I think the below one hints to it being for compat reasons but you're right no explanation as to what possibly could go wrong if they did it automagically -

> Existing Applications and Loopback Fast Path The default behavior of the TCP loopback interface is unchanged in Windows Server 2012 thereby preserving compatibility.

Microsoft being overly compatibility cautious as they should be - it's worked well for them.
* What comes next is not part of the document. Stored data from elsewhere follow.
//! Demo showing the diffusion kernel on a small categorical space

use rdkernel::{DiffusionKernel, Lengthscale, PointBatch};

fn main() -> Result<(), Box<dyn std::error::Error>> {
    println!("=== Diffusion Kernel Demo ===");

    // Two binary dimensions and one three-way choice
    let kernel = DiffusionKernel::new(vec![2, 2, 3])?;
    let points = PointBatch::new(vec![
        vec![0, 0, 0],
        vec![0, 1, 0],
        vec![1, 1, 0],
        vec![1, 1, 2],
    ])?;

    for values in [vec![0.1, 0.1, 0.1], vec![0.5, 0.5, 0.5], vec![2.0, 2.0, 2.0]] {
        let ls = Lengthscale::new(values.clone())?;
        println!("\n--- lengthscale {values:?} ---");
        println!("base per dimension: {:?}", kernel.base(&ls)?);

        let k = kernel
            .evaluate(&ls, &points, &points, false)?
            .into_matrix()
            .ok_or("expected a full matrix")?;
        for i in 0..k.rows() {
            let row: Vec<String> = k.row(i).iter().map(|v| format!("{v:.4}")).collect();
            println!("  [{}]", row.join(", "));
        }
    }

    println!("\n--- per-dimension gradient at lengthscale 0.5 ---");
    let ls = Lengthscale::constant(3, 0.5)?;
    for (i, grad) in kernel.gradient(&ls, &points, &points, false)?.iter().enumerate() {
        let total: f64 = grad.values().iter().sum();
        println!("  dimension {i}: sum of dK/dl = {total:.4}");
    }

    Ok(())
}
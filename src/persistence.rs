//! Kernel configuration files
//!
//! A JSON document describing a diffusion kernel and an initial lengthscale,
//! used by the CLI and by callers that want to seed a training loop from disk.
//! The lengthscale stored here is a starting value; the trained value is owned
//! by whatever loop updates it.

use crate::core::{KernelError, Result};
use crate::kernel::DiffusionKernel;
use crate::params::Lengthscale;
use serde::{Deserialize, Serialize};
use std::fs::File;
use std::io::{BufReader, BufWriter};
use std::path::Path;

/// Serializable kernel configuration
#[derive(Debug, Clone, Serialize, Deserialize)]
pub struct KernelConfig {
    /// Category count per dimension
    pub categories: Vec<usize>,
    /// Initial lengthscale in natural units, one per dimension
    #[serde(default, skip_serializing_if = "Option::is_none")]
    pub lengthscale: Option<Vec<f64>>,
    /// Treat the trailing feature axis as a batch axis
    #[serde(default)]
    pub last_dim_is_batch: bool,
    /// Configuration metadata
    #[serde(default)]
    pub metadata: ConfigMetadata,
}

/// Metadata for tracking where a configuration came from
#[derive(Debug, Clone, Default, Serialize, Deserialize)]
pub struct ConfigMetadata {
    /// Library version used to write the file
    pub library_version: String,
    /// Creation timestamp
    pub created_at: String,
}

impl ConfigMetadata {
    fn current() -> Self {
        Self {
            library_version: env!("CARGO_PKG_VERSION").to_string(),
            created_at: chrono::Utc::now().to_rfc3339(),
        }
    }
}

impl KernelConfig {
    /// Create a configuration for the given categories
    pub fn new(categories: Vec<usize>) -> Self {
        Self {
            categories,
            lengthscale: None,
            last_dim_is_batch: false,
            metadata: ConfigMetadata::current(),
        }
    }

    /// Set the initial lengthscale
    pub fn with_lengthscale(mut self, lengthscale: Vec<f64>) -> Self {
        self.lengthscale = Some(lengthscale);
        self
    }

    /// Set the batch reshaping mode
    pub fn with_last_dim_is_batch(mut self, enabled: bool) -> Self {
        self.last_dim_is_batch = enabled;
        self
    }

    /// Capture a kernel and lengthscale
    pub fn from_kernel(kernel: &DiffusionKernel, lengthscale: &Lengthscale) -> Self {
        Self::new(kernel.categories().to_vec())
            .with_lengthscale(lengthscale.values())
            .with_last_dim_is_batch(kernel.last_dim_is_batch())
    }

    /// Build the kernel described by this configuration
    pub fn to_kernel(&self) -> Result<DiffusionKernel> {
        DiffusionKernel::builder()
            .categories(self.categories.clone())
            .last_dim_is_batch(self.last_dim_is_batch)
            .build()
    }

    /// Initial lengthscale, defaulting to ln 2 per dimension
    pub fn lengthscale(&self) -> Result<Lengthscale> {
        match &self.lengthscale {
            Some(values) => {
                if values.len() != self.categories.len() {
                    return Err(KernelError::ShapeMismatch {
                        expected: self.categories.len(),
                        actual: values.len(),
                    });
                }
                Lengthscale::new(values.clone())
            }
            None => Ok(Lengthscale::default_for(self.categories.len())),
        }
    }

    /// Save configuration to file
    pub fn save_to_file<P: AsRef<Path>>(&self, path: P) -> Result<()> {
        let file = File::create(path).map_err(KernelError::IoError)?;
        let writer = BufWriter::new(file);
        serde_json::to_writer_pretty(writer, self)
            .map_err(|e| KernelError::SerializationError(e.to_string()))?;
        Ok(())
    }

    /// Load configuration from file
    pub fn load_from_file<P: AsRef<Path>>(path: P) -> Result<Self> {
        let file = File::open(path).map_err(KernelError::IoError)?;
        let reader = BufReader::new(file);
        let config = serde_json::from_reader(reader)
            .map_err(|e| KernelError::SerializationError(e.to_string()))?;
        Ok(config)
    }

    /// Print configuration summary
    pub fn print_summary(&self) -> Result<()> {
        let kernel = self.to_kernel()?;
        let lengthscale = self.lengthscale()?;
        let bases = kernel.base(&lengthscale)?;

        println!("=== Diffusion Kernel Configuration ===");
        println!("Dimensions: {}", self.categories.len());
        println!("Last dim is batch: {}", self.last_dim_is_batch);
        println!("Library Version: {}", self.metadata.library_version);
        println!("Created: {}", self.metadata.created_at);
        println!("Per-dimension parameters:");
        for (i, (c, base)) in self.categories.iter().zip(&bases).enumerate() {
            println!(
                "  [{i}] categories={c} lengthscale={:.6} base={base:.6}",
                lengthscale.get(i)
            );
        }
        Ok(())
    }
}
But on the other hand they should have pondered on what sort of compat issues might pop up if they defaulted to setting the flag for everyone and disabled it on per app blacklist basis or something like that.
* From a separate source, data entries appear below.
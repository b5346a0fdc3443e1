//! High-level API for diffusion kernel evaluation
//!
//! This module ties together configuration files, CSV point loading and the
//! kernel itself for callers that work with files rather than in-memory
//! batches.
//!
//! # Quick Start
//!
//! ```rust,no_run
//! use rdkernel::api::quick;
//!
//! # fn main() -> Result<(), Box<dyn std::error::Error>> {
//! // Evaluate the kernel between two CSV files of category indices
//! let outputs = quick::evaluate_files("kernel.json", "train.csv", Some("test.csv"), false)?;
//! println!("{} outputs", outputs.len());
//! # Ok(())
//! # }
//! ```

use crate::core::{KernelOutput, Result};
use crate::data::CsvPoints;
use crate::kernel::DiffusionKernel;
use crate::params::Lengthscale;
use crate::persistence::KernelConfig;
use std::path::Path;

/// Description of a kernel together with a lengthscale
#[derive(Debug, Clone)]
pub struct KernelSummary {
    pub dim: usize,
    pub categories: Vec<usize>,
    pub lengthscale: Vec<f64>,
    pub base: Vec<f64>,
    pub last_dim_is_batch: bool,
}

impl KernelSummary {
    /// Summarize a kernel under the given lengthscale
    pub fn new(kernel: &DiffusionKernel, lengthscale: &Lengthscale) -> Result<Self> {
        Ok(Self {
            dim: kernel.categories().len(),
            categories: kernel.categories().to_vec(),
            lengthscale: lengthscale.values(),
            base: kernel.base(lengthscale)?,
            last_dim_is_batch: kernel.last_dim_is_batch(),
        })
    }

    /// Summarize the kernel and initial lengthscale held by a loaded configuration
    pub fn from_config(config: &KernelConfig) -> Result<Self> {
        Self::new(&config.to_kernel()?, &config.lengthscale()?)
    }

    /// Smallest off-diagonal similarity any pair of points can reach
    pub fn min_similarity(&self) -> f64 {
        self.base.iter().product()
    }
}

/// Convenience functions for file-based operations
pub mod quick {
    use super::*;

    /// Evaluate the configured kernel between two CSV point files
    ///
    /// When `x2` is `None` the kernel is evaluated between `x1` and itself.
    /// Returns one output in joint mode, one per dimension when the
    /// configuration sets `last_dim_is_batch`.
    pub fn evaluate_files<C, P1, P2>(
        config: C,
        x1: P1,
        x2: Option<P2>,
        diag: bool,
    ) -> Result<Vec<KernelOutput>>
    where
        C: AsRef<Path>,
        P1: AsRef<Path>,
        P2: AsRef<Path>,
    {
        let (kernel, lengthscale, x1, x2) = load_inputs(config, x1, x2)?;
        kernel.evaluate_with_mode(&lengthscale, x1.batch(), x2.batch(), diag)
    }

    /// Gradient of the configured kernel with respect to each lengthscale
    pub fn gradient_files<C, P1, P2>(
        config: C,
        x1: P1,
        x2: Option<P2>,
        diag: bool,
        log_space: bool,
    ) -> Result<Vec<KernelOutput>>
    where
        C: AsRef<Path>,
        P1: AsRef<Path>,
        P2: AsRef<Path>,
    {
        let (kernel, lengthscale, x1, x2) = load_inputs(config, x1, x2)?;
        if log_space {
            kernel.log_gradient(&lengthscale, x1.batch(), x2.batch(), diag)
        } else {
            kernel.gradient(&lengthscale, x1.batch(), x2.batch(), diag)
        }
    }

    /// Summarize a configuration file
    pub fn summarize<C: AsRef<Path>>(config: C) -> Result<KernelSummary> {
        KernelSummary::from_config(&KernelConfig::load_from_file(config)?)
    }

    fn load_inputs<C, P1, P2>(
        config: C,
        x1: P1,
        x2: Option<P2>,
    ) -> Result<(DiffusionKernel, Lengthscale, CsvPoints, CsvPoints)>
    where
        C: AsRef<Path>,
        P1: AsRef<Path>,
        P2: AsRef<Path>,
    {
        let config = KernelConfig::load_from_file(config)?;
        let kernel = config.to_kernel()?;
        let lengthscale = config.lengthscale()?;
        let x1 = CsvPoints::from_file(x1)?;
        let x2 = match x2 {
            Some(path) => CsvPoints::from_file(path)?,
            None => x1.clone(),
        };
        Ok((kernel, lengthscale, x1, x2))
    }
}
//! Kernel functions over categorical inputs

pub mod diffusion;
pub mod traits;

pub use self::diffusion::*;
pub use self::traits::*;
Or provided some sort of override setting so the sysadmin could force this behaviour on all or some apps, without having to rewrite the app.
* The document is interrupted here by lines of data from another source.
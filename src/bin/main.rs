//! rdkernel Command Line Interface
//!
//! A command-line interface for evaluating diffusion kernels between CSV files
//! of categorical points, inspecting kernel configurations and writing new ones.

use clap::{Args, Parser, Subcommand};
use env_logger::Env;
use log::{error, info};
use rdkernel::api::{quick, KernelSummary};
use rdkernel::core::{KernelError, KernelOutput, Result};
use rdkernel::persistence::KernelConfig;
use std::fs::File;
use std::io::{self, BufWriter, Write};
use std::path::PathBuf;
use std::process;

#[derive(Parser)]
#[command(name = "rdkernel")]
#[command(about = "Diffusion kernels over categorical input spaces")]
#[command(version = env!("CARGO_PKG_VERSION"))]
#[command(author = "rdkernel contributors")]
struct Cli {
    #[command(subcommand)]
    command: Commands,

    /// Enable verbose output
    #[arg(short, long, global = true)]
    verbose: bool,

    /// Enable debug output
    #[arg(short, long, global = true)]
    debug: bool,
}

#[derive(Subcommand)]
enum Commands {
    /// Evaluate the kernel between two point files
    Evaluate(EvaluateArgs),
    /// Compute the kernel gradient with respect to each lengthscale
    Gradient(GradientArgs),
    /// Display kernel configuration
    Info(InfoArgs),
    /// Write a new kernel configuration file
    Init(InitArgs),
}

#[derive(Args)]
struct EvaluateArgs {
    /// Kernel configuration file (JSON)
    #[arg(short, long)]
    config: PathBuf,

    /// First point file (CSV of category indices)
    #[arg(long)]
    x1: PathBuf,

    /// Second point file (defaults to the first)
    #[arg(long)]
    x2: Option<PathBuf>,

    /// Only compute the paired diagonal
    #[arg(long)]
    diag: bool,

    /// Output file (optional, prints to stdout if not specified)
    #[arg(short, long)]
    output: Option<PathBuf>,
}

#[derive(Args)]
struct GradientArgs {
    /// Kernel configuration file (JSON)
    #[arg(short, long)]
    config: PathBuf,

    /// First point file (CSV of category indices)
    #[arg(long)]
    x1: PathBuf,

    /// Second point file (defaults to the first)
    #[arg(long)]
    x2: Option<PathBuf>,

    /// Only compute the paired diagonal
    #[arg(long)]
    diag: bool,

    /// Differentiate with respect to log-lengthscale
    #[arg(long)]
    log_space: bool,

    /// Output file (optional, prints to stdout if not specified)
    #[arg(short, long)]
    output: Option<PathBuf>,
}

#[derive(Args)]
struct InfoArgs {
    /// Kernel configuration file
    config: PathBuf,
}

#[derive(Args)]
struct InitArgs {
    /// Category count per dimension, comma separated
    #[arg(long, value_delimiter = ',', required = true)]
    categories: Vec<usize>,

    /// Initial lengthscale per dimension, comma separated
    #[arg(long, value_delimiter = ',')]
    lengthscale: Option<Vec<f64>>,

    /// Treat the trailing feature axis as a batch axis
    #[arg(long)]
    last_dim_is_batch: bool,

    /// Output configuration file
    #[arg(short, long)]
    output: PathBuf,
}

fn main() {
    let cli = Cli::parse();

    // Initialize logging
    let log_level = if cli.debug {
        "debug"
    } else if cli.verbose {
        "info"
    } else {
        "warn"
    };

    env_logger::Builder::from_env(Env::default().default_filter_or(log_level)).init();

    let result = match cli.command {
        Commands::Evaluate(args) => evaluate_command(args),
        Commands::Gradient(args) => gradient_command(args),
        Commands::Info(args) => info_command(args),
        Commands::Init(args) => init_command(args),
    };

    if let Err(e) = result {
        error!("Error: {e}");
        process::exit(1);
    }
}

fn evaluate_command(args: EvaluateArgs) -> Result<()> {
    info!("Evaluating kernel from {:?}", args.config);
    info!("Points: x1={:?}, x2={:?}, diag={}", args.x1, args.x2, args.diag);

    let outputs = quick::evaluate_files(&args.config, &args.x1, args.x2.as_ref(), args.diag)?;
    let labels: Vec<String> = if outputs.len() == 1 {
        vec![String::new()]
    } else {
        (0..outputs.len()).map(|i| format!("dimension {i}")).collect()
    };

    write_outputs(&outputs, &labels, args.output.as_ref())?;
    info!("Wrote {} output block(s)", outputs.len());
    Ok(())
}

fn gradient_command(args: GradientArgs) -> Result<()> {
    info!("Computing kernel gradient from {:?}", args.config);

    let outputs = quick::gradient_files(
        &args.config,
        &args.x1,
        args.x2.as_ref(),
        args.diag,
        args.log_space,
    )?;
    let prefix = if args.log_space {
        "d/dlog(lengthscale)"
    } else {
        "d/dlengthscale"
    };
    let labels: Vec<String> = (0..outputs.len())
        .map(|i| format!("{prefix}[{i}]"))
        .collect();

    write_outputs(&outputs, &labels, args.output.as_ref())
}

fn info_command(args: InfoArgs) -> Result<()> {
    let config = KernelConfig::load_from_file(&args.config)?;
    config.print_summary()?;

    let summary = KernelSummary::from_config(&config)?;
    println!("Minimum similarity: {:.6}", summary.min_similarity());
    Ok(())
}

fn init_command(args: InitArgs) -> Result<()> {
    let mut config = KernelConfig::new(args.categories).with_last_dim_is_batch(args.last_dim_is_batch);
    if let Some(lengthscale) = args.lengthscale {
        config = config.with_lengthscale(lengthscale);
    }

    // Fail before writing anything invalid
    config.to_kernel()?;
    config.lengthscale()?;

    config.save_to_file(&args.output)?;
    println!("Configuration saved to {:?}", args.output);
    Ok(())
}

fn write_outputs(
    outputs: &[KernelOutput],
    labels: &[String],
    path: Option<&PathBuf>,
) -> Result<()> {
    let mut writer: Box<dyn Write> = match path {
        Some(path) => Box::new(BufWriter::new(File::create(path).map_err(KernelError::IoError)?)),
        None => Box::new(BufWriter::new(io::stdout())),
    };

    for (output, label) in outputs.iter().zip(labels) {
        if !label.is_empty() {
            writeln!(writer, "# {label}")?;
        }
        match output {
            KernelOutput::Full(matrix) => {
                for i in 0..matrix.rows() {
                    let row: Vec<String> = matrix.row(i).iter().map(|v| v.to_string()).collect();
                    writeln!(writer, "{}", row.join(","))?;
                }
            }
            KernelOutput::Diagonal(values) => {
                for v in values {
                    writeln!(writer, "{v}")?;
                }
            }
        }
    }

    writer.flush()?;
    Ok(())
}
//! Error types for kernel evaluation

use thiserror::Error;

#[derive(Error, Debug)]
pub enum KernelError {
    #[error("Configuration error: {0}")]
    Configuration(String),

    #[error("Shape mismatch: expected {expected} dimensions, got {actual}")]
    ShapeMismatch { expected: usize, actual: usize },

    #[error("Diagonal evaluation requires equal batch sizes, got {n1} and {n2}")]
    DiagonalMismatch { n1: usize, n2: usize },

    #[error("Batch mismatch: expected {expected} batches, got {actual}")]
    BatchMismatch { expected: usize, actual: usize },

    #[error("Category index {value} out of range for dimension {dim} with {categories} categories")]
    CategoryOutOfRange {
        dim: usize,
        value: usize,
        categories: usize,
    },

    #[error("Invalid parameter: {0}")]
    InvalidParameter(String),

    #[error("Empty dataset")]
    EmptyDataset,

    #[error("IO error: {0}")]
    IoError(#[from] std::io::Error),

    #[error("Parse error: {0}")]
    ParseError(String),

    #[error("Serialization error: {0}")]
    SerializationError(String),
}

impl KernelError {
    /// True for every error that reports incompatible input shapes
    pub fn is_shape_error(&self) -> bool {
        matches!(
            self,
            KernelError::ShapeMismatch { .. }
                | KernelError::DiagonalMismatch { .. }
                | KernelError::BatchMismatch { .. }
        )
    }
}

pub type Result<T> = std::result::Result<T, KernelError>;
Because it limits the socket options you can use.

"Only a subset of the TCP/IP socket options are supported when the SIO_LOOPBACK_FAST_PATH IOCTL is used to enable the loopback fast path on a socket"

http://msdn.microsoft.com/en-us/library/windows/desktop/jj84...


I still fail to see why that is a problem...

Have it enable the option only if said unsupported options are not used.

What am I missing?


I don't have any special knowledge of this loopback fast path, so what follows is speculation. I'm guessing having it optimistically on unless one of the socket options is used is either a) impossible due to backwards compatibility or b) not worth the effort.

On A): If you look at the TechNet article above, it shows how the loopback fast path connections bypass certain layers of the networking stack. If you have a socket with the "supported" set of socket options that starts life and begins sending/receiving bytes only to have its socket options changed to "unsupported" you're going to have send/receive bytes through the extra layers of the network stack. Now all of a sudden this network stack is seeing a socket appear out of nowhere that's already open and has sent and received data. Previously this situation might never have occurred (i.e. all layers of the network stack would see all stages of a socket's lifecycle). Now network filters etc. are broken.

On B): You might be tempted to present to the extra layers of the network stack a faux-socket that faux-transitions through whatever stages of its lifecycle it needs to get to to get to the stage the real socket is at. (Not to mention going to other way around: switching to fast path from slow path.) This would avoid the compatibility problems. But that seems like a lot of effort for not a lot of value.